╭─ Material supplied

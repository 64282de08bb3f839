/// Schema metadata for PostgreSQL tables.
///
/// Provides compile-time SQL generation for table creation and indexing.
/// All methods return `&'static str` to avoid runtime allocations and
/// enable compile-time string construction via `const_format::concatcp!`.
///
/// # Design
///
/// This trait contains no I/O operations; it purely describes table
/// structure. [`create`] applies it to a live connection.
pub trait Schema {
    /// Returns the table name in the database.
    fn name() -> &'static str;
    /// Returns `CREATE TABLE IF NOT EXISTS` DDL statement.
    fn creates() -> &'static str;
    /// Returns `CREATE INDEX IF NOT EXISTS` statements for secondary
    /// indices. Tables whose only lookups go through a `UNIQUE` or primary
    /// key constraint have none.
    fn indices() -> &'static str {
        ""
    }
}

/// Creates the table and its indices if they do not exist yet.
pub async fn create<S: Schema>(client: &tokio_postgres::Client) -> Result<(), crate::PgErr> {
    log::debug!("creating table ({})", S::name());
    client.batch_execute(S::creates()).await?;
    if !S::indices().is_empty() {
        client.batch_execute(S::indices()).await?;
    }
    Ok(())
}
use pdx_core::ID;
use pdx_core::Unique;

/// Elemental type shared by every Pokémon that carries it.
#[derive(Debug, Clone, PartialEq, Eq, Hash, serde::Serialize)]
pub struct Type {
    id: ID<Self>,
    name: String,
}

impl Type {
    pub fn new(id: ID<Self>, name: String) -> Self {
        Self { id, name }
    }
    pub fn name(&self) -> &str {
        &self.name
    }
}

impl Unique for Type {
    fn id(&self) -> ID<Self> {
        self.id
    }
}

#[cfg(feature = "database")]
mod schema {
    use super::*;
    use pdx_pg::*;

    impl Schema for Type {
        fn name() -> &'static str {
            TYPES
        }
        fn creates() -> &'static str {
            const_format::concatcp!(
                "CREATE TABLE IF NOT EXISTS ",
                TYPES,
                " (
                    id          SERIAL PRIMARY KEY,
                    name        TEXT UNIQUE NOT NULL
                );"
            )
        }
    }
}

╰─

Once you have checked the entries above, say how many lines include the word "database", and nothing beyond the number.

» **Exercise answer**: 2